* **TASK DESCRIPTION**: For the records below, print the lines from the line with "impl From<&str> for MonitorName" through the line with "the merged tags." exactly as written; include both end lines and exclude the rest.

* **EXERCISE DATA**:
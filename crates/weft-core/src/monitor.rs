//! PerformanceMonitor - 処理時間と結果の記録
//!
//! Attaches to an observation through `on_timed` and writes exactly one
//! `LogEntry` per monitored operation, after it resolves.

use std::collections::BTreeMap;
use std::sync::Arc;

use chrono::{DateTime, SecondsFormat, Utc};
use serde::{Serialize, Serializer};
use serde_json::{Map, Number, Value};

use crate::domain::{Fault, Timing};
use crate::executor::ExecutorHandle;
use crate::observation::Observation;
use crate::ports::{Clock, LogSink, SystemClock};

/// How a monitored operation is labelled in its entry.
#[derive(Debug, Clone, PartialEq)]
pub enum MonitorName {
    /// Written as a single `name` field.
    Name(String),
    /// Merged into the entry as top-level fields.
    Tags(BTreeMap<String, Value>),
}

impl From<&str> for MonitorName {
    fn from(name: &str) -> Self {
        MonitorName::Name(name.to_string())
    }
}

impl From<String> for MonitorName {
    fn from(name: String) -> Self {
        MonitorName::Name(name)
    }
}

impl From<BTreeMap<String, Value>> for MonitorName {
    fn from(tags: BTreeMap<String, Value>) -> Self {
        MonitorName::Tags(tags)
    }
}

impl From<BTreeMap<String, String>> for MonitorName {
    fn from(tags: BTreeMap<String, String>) -> Self {
        MonitorName::Tags(
            tags.into_iter()
                .map(|(k, v)| (k, Value::String(v)))
                .collect(),
        )
    }
}

impl MonitorName {
    fn into_fields(self) -> BTreeMap<String, Value> {
        match self {
            MonitorName::Name(name) => BTreeMap::from([("name".to_string(), Value::String(name))]),
            MonitorName::Tags(tags) => tags,
        }
    }
}

/// One monitored operation.
///
/// Serialized as a flat record. Tags are merged last, so a tag named like a
/// built-in field (`sender`, `duration`, ...) replaces that field.
#[derive(Debug, Clone)]
pub struct LogEntry {
    pub sender: String,
    pub operation: String,
    /// `name`, or the merged tags.
    pub fields: BTreeMap<String, Value>,
    pub started_at: DateTime<Utc>,
    pub completed_at: DateTime<Utc>,
    /// Seconds.
    pub duration: f64,
    pub result: Value,
    pub error: Option<Fault>,
}

impl LogEntry {
    pub fn to_json(&self) -> Value {
        Value::Object(self.record())
    }

    fn record(&self) -> Map<String, Value> {
        let timestamp = |at: &DateTime<Utc>| {
            Value::String(at.to_rfc3339_opts(SecondsFormat::AutoSi, true))
        };
        let mut record = Map::new();
        record.insert("sender".into(), Value::String(self.sender.clone()));
        record.insert("operation".into(), Value::String(self.operation.clone()));
        record.insert("started_at".into(), timestamp(&self.started_at));
        record.insert("completed_at".into(), timestamp(&self.completed_at));
        record.insert(
            "duration".into(),
            Number::from_f64(self.duration).map_or(Value::Null, Value::Number),
        );
        record.insert("result".into(), self.result.clone());
        record.insert(
            "error".into(),
            self.error
                .as_ref()
                .map_or(Value::Null, |fault| Value::String(fault.to_string())),
        );
        for (key, value) in &self.fields {
            record.insert(key.clone(), value.clone());
        }
        record
    }
}

impl Serialize for LogEntry {
    fn serialize<S: Serializer>(&self, serializer: S) -> Result<S::Ok, S::Error> {
        self.record().serialize(serializer)
    }
}

pub struct PerformanceMonitor {
    sink: Arc<dyn LogSink>,
    clock: Arc<dyn Clock>,
    executor: ExecutorHandle,
}

impl PerformanceMonitor {
    pub fn new(sink: Arc<dyn LogSink>) -> Self {
        Self::with_clock(sink, Arc::new(SystemClock))
    }

    /// `clock` times monitored blocks.
    pub fn with_clock(sink: Arc<dyn LogSink>, clock: Arc<dyn Clock>) -> Self {
        Self {
            sink,
            clock,
            executor: ExecutorHandle::inline(),
        }
    }

    /// Log `observation` once it resolves.
    pub fn monitor<T>(
        &self,
        sender: &str,
        operation: &str,
        name: impl Into<MonitorName>,
        observation: &Observation<T>,
    ) where
        T: Clone + Send + Serialize + 'static,
    {
        let sink = Arc::clone(&self.sink);
        let sender = sender.to_string();
        let operation = operation.to_string();
        let fields = name.into().into_fields();

        observation.on_timed(move |timing, result| {
            sink.write(build_entry(sender, operation, fields, timing, result));
        });
    }

    /// Run `block` now, time it, log it, and return its observation.
    pub fn monitor_block<T, F>(
        &self,
        sender: &str,
        operation: &str,
        name: impl Into<MonitorName>,
        block: F,
    ) -> Observation<T>
    where
        T: Clone + Send + Serialize + 'static,
        F: FnOnce() -> Result<T, Fault>,
    {
        let observation =
            Observation::immediate(self.executor.clone(), Arc::clone(&self.clock), block);
        self.monitor(sender, operation, name, &observation);
        observation
    }
}

fn build_entry<T: Serialize>(
    sender: String,
    operation: String,
    fields: BTreeMap<String, Value>,
    timing: Timing,
    result: Result<T, Fault>,
) -> LogEntry {
    let (result, error) = match result {
        Ok(value) => {
            let value = serde_json::to_value(&value).unwrap_or_else(|e| {
                tracing::warn!(%sender, %operation, error = %e, "monitored result not serializable");
                Value::Null
            });
            (value, None)
        }
        Err(fault) => (Value::Null, Some(fault)),
    };
    LogEntry {
        sender,
        operation,
        fields,
        started_at: timing.started_at,
        completed_at: timing.completed_at,
        duration: timing.duration_secs(),
        result,
        error,
    }
}
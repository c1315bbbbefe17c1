use thiserror::Error;

use crate::domain::ResolutionState;

#[derive(Debug, Error)]
pub enum WeftError {
    #[error("executor not found: name={0}")]
    UnknownExecutor(String),

    /// Resolve attempted on a value that already left `Pending`.
    #[error("value already resolved (state={state})")]
    ResolutionConflict { state: ResolutionState },

    #[error("invalid executor config for name={name}: {reason}")]
    InvalidExecutor { name: String, reason: String },

    /// The producing side was dropped before it resolved the value.
    #[error("observation abandoned before resolution")]
    Abandoned,

    #[error("config decode: {0}")]
    Config(#[from] serde_json::Error),

    #[error("io: {0}")]
    Io(#[from] std::io::Error),
}
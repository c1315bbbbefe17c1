//! Futures - Observation を作る入口
//!
//! `Futures` owns the process-wide defaults (the registry, the shared
//! unbounded pool, the inline executor, the clock) and is passed around by
//! value; nothing here reads global state.
//!
//! # 使用例
//! ```ignore
//! let futures = Futures::new(Arc::new(ExecutorRegistry::new()));
//! let total = futures
//!     .apply(FutureOptions::on("io"), || Ok(read_rows()?.len()))
//!     .then(|n| Ok(n * 2));
//! assert_eq!(total.get()?, 84);
//! ```

use std::sync::Arc;

use crate::domain::Fault;
use crate::executor::{DEFAULT, ExecutorHandle, ExecutorRegistry, IMMEDIATE};
use crate::error::WeftError;
use crate::observation::{self, Observation, capture};
use crate::ports::{Clock, SystemClock};
use crate::resolvable::ResolvableValue;

/// Which executor a block should run on.
#[derive(Debug, Clone, Default)]
pub enum ExecutorRef {
    /// The facade's default pool.
    #[default]
    Default,
    /// Looked up in the registry when the block is submitted.
    Named(String),
    Handle(ExecutorHandle),
}

impl From<&str> for ExecutorRef {
    fn from(name: &str) -> Self {
        ExecutorRef::Named(name.to_string())
    }
}

impl From<String> for ExecutorRef {
    fn from(name: String) -> Self {
        ExecutorRef::Named(name)
    }
}

impl From<ExecutorHandle> for ExecutorRef {
    fn from(handle: ExecutorHandle) -> Self {
        ExecutorRef::Handle(handle)
    }
}

#[derive(Debug, Clone, Default)]
pub struct FutureOptions {
    pub executor: ExecutorRef,
}

impl FutureOptions {
    pub fn on(executor: impl Into<ExecutorRef>) -> Self {
        Self {
            executor: executor.into(),
        }
    }
}

/// Result of a `successive` block: a plain value, or another observation to
/// follow.
pub enum Next<T> {
    Value(T),
    Pending(Observation<T>),
}

impl<T> From<Observation<T>> for Next<T> {
    fn from(observation: Observation<T>) -> Self {
        Next::Pending(observation)
    }
}

#[derive(Clone)]
pub struct Futures {
    registry: Arc<ExecutorRegistry>,
    default_executor: ExecutorHandle,
    immediate: ExecutorHandle,
    clock: Arc<dyn Clock>,
}

impl Futures {
    pub fn new(registry: Arc<ExecutorRegistry>) -> Self {
        Self::with_clock(registry, Arc::new(SystemClock))
    }

    /// Registers the shared unbounded pool under `"default"` unless the
    /// registry already has one.
    pub fn with_clock(registry: Arc<ExecutorRegistry>, clock: Arc<dyn Clock>) -> Self {
        let default_executor = registry.get_or_build_unbounded(DEFAULT);
        let immediate = registry
            .lookup(IMMEDIATE)
            .unwrap_or_else(|_| ExecutorHandle::inline());
        Self {
            registry,
            default_executor,
            immediate,
            clock,
        }
    }

    /// Use `executor` instead of the shared pool when no executor is given.
    pub fn with_default_executor(mut self, executor: ExecutorHandle) -> Self {
        self.default_executor = executor;
        self
    }

    pub fn registry(&self) -> &Arc<ExecutorRegistry> {
        &self.registry
    }

    pub fn default_executor(&self) -> &ExecutorHandle {
        &self.default_executor
    }

    pub fn immediate_executor(&self) -> &ExecutorHandle {
        &self.immediate
    }

    pub fn clock(&self) -> &Arc<dyn Clock> {
        &self.clock
    }

    fn constant<T>(&self, result: Result<T, Fault>) -> Observation<T>
    where
        T: Clone + Send + 'static,
    {
        let now = self.clock.now();
        Observation::with_clock(
            self.immediate.clone(),
            ResolvableValue::constant(now, result),
            now,
            Arc::clone(&self.clock),
        )
    }

    pub fn value<T>(&self, value: T) -> Observation<T>
    where
        T: Clone + Send + 'static,
    {
        self.constant(Ok(value))
    }

    pub fn none<T>(&self) -> Observation<Option<T>>
    where
        T: Clone + Send + 'static,
    {
        self.constant(Ok(None))
    }

    pub fn error<T>(&self, fault: impl Into<Fault>) -> Observation<T>
    where
        T: Clone + Send + 'static,
    {
        self.constant(Err(fault.into()))
    }

    /// Run `block` now, on this thread. See [`Observation::immediate`].
    pub fn immediate<T, F>(&self, block: F) -> Observation<T>
    where
        T: Clone + Send + 'static,
        F: FnOnce() -> Result<T, Fault>,
    {
        Observation::immediate(self.immediate.clone(), Arc::clone(&self.clock), block)
    }

    pub fn resolve_executor(&self, executor: &ExecutorRef) -> Result<ExecutorHandle, WeftError> {
        match executor {
            ExecutorRef::Default => Ok(self.default_executor.clone()),
            ExecutorRef::Named(name) => self.registry.lookup(name),
            ExecutorRef::Handle(handle) => Ok(handle.clone()),
        }
    }

    /// Pending observation on the requested executor, or a rejected one if
    /// the executor name is unknown.
    fn launch<T>(&self, options: &FutureOptions) -> Result<Observation<T>, Observation<T>>
    where
        T: Clone + Send + 'static,
    {
        match self.resolve_executor(&options.executor) {
            Ok(executor) => Ok(Observation::pending(executor, Arc::clone(&self.clock))),
            Err(e) => {
                tracing::warn!(error = %e, "cannot schedule block");
                Err(self.error(e))
            }
        }
    }

    /// Post `block` to the chosen executor; the observation resolves with
    /// its result.
    pub fn apply<T, F>(&self, options: FutureOptions, block: F) -> Observation<T>
    where
        T: Clone + Send + 'static,
        F: FnOnce() -> Result<T, Fault> + Send + 'static,
    {
        let observation = match self.launch::<T>(&options) {
            Ok(observation) => observation,
            Err(rejected) => return rejected,
        };
        let target = observation.resolvable().clone();
        observation.executor().post(move || {
            let _ = target.complete(capture(block));
        });
        observation
    }

    /// `apply` on the default executor.
    pub fn spawn<T, F>(&self, block: F) -> Observation<T>
    where
        T: Clone + Send + 'static,
        F: FnOnce() -> Result<T, Fault> + Send + 'static,
    {
        self.apply(FutureOptions::default(), block)
    }

    /// Like `apply`, but a block that returns another observation resolves
    /// the outer one with the inner outcome.
    pub fn successive<T, F>(&self, options: FutureOptions, block: F) -> Observation<T>
    where
        T: Clone + Send + 'static,
        F: FnOnce() -> Result<Next<T>, Fault> + Send + 'static,
    {
        let observation = match self.launch::<T>(&options) {
            Ok(observation) => observation,
            Err(rejected) => return rejected,
        };
        let target = observation.resolvable().clone();
        observation.executor().post(move || match capture(block) {
            Ok(Next::Value(value)) => {
                let _ = target.resolve(value);
            }
            Ok(Next::Pending(inner)) => {
                inner.resolvable().add_observer(move |resolution| {
                    let _ = target.complete(resolution.result.clone());
                });
            }
            Err(fault) => {
                let _ = target.reject(fault);
            }
        });
        observation
    }

    /// Gather `inputs` into one observation of their values, in input order.
    pub fn all<T, I>(&self, inputs: I) -> Observation<Vec<T>>
    where
        T: Clone + Send + 'static,
        I: IntoIterator<Item = Observation<T>>,
    {
        observation::all(
            inputs.into_iter().collect(),
            self.immediate.clone(),
            Arc::clone(&self.clock),
        )
    }
}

* **RESULT FOR THIS TASK**:
impl From<&str> for MonitorName {
    fn from(name: &str) -> Self {
        MonitorName::Name(name.to_string())
    }
}

impl From<String> for MonitorName {
    fn from(name: String) -> Self {
        MonitorName::Name(name)
    }
}

impl From<BTreeMap<String, Value>> for MonitorName {
    fn from(tags: BTreeMap<String, Value>) -> Self {
        MonitorName::Tags(tags)
    }
}

impl From<BTreeMap<String, String>> for MonitorName {
    fn from(tags: BTreeMap<String, String>) -> Self {
        MonitorName::Tags(
            tags.into_iter()
                .map(|(k, v)| (k, Value::String(v)))
                .collect(),
        )
    }
}

impl MonitorName {
    fn into_fields(self) -> BTreeMap<String, Value> {
        match self {
            MonitorName::Name(name) => BTreeMap::from([("name".to_string(), Value::String(name))]),
            MonitorName::Tags(tags) => tags,
        }
    }
}

/// One monitored operation.
///
/// Serialized as a flat record. Tags are merged last, so a tag named like a
/// built-in field (`sender`, `duration`, ...) replaces that field.
#[derive(Debug, Clone)]
pub struct LogEntry {
    pub sender: String,
    pub operation: String,
    /// `name`, or the merged tags.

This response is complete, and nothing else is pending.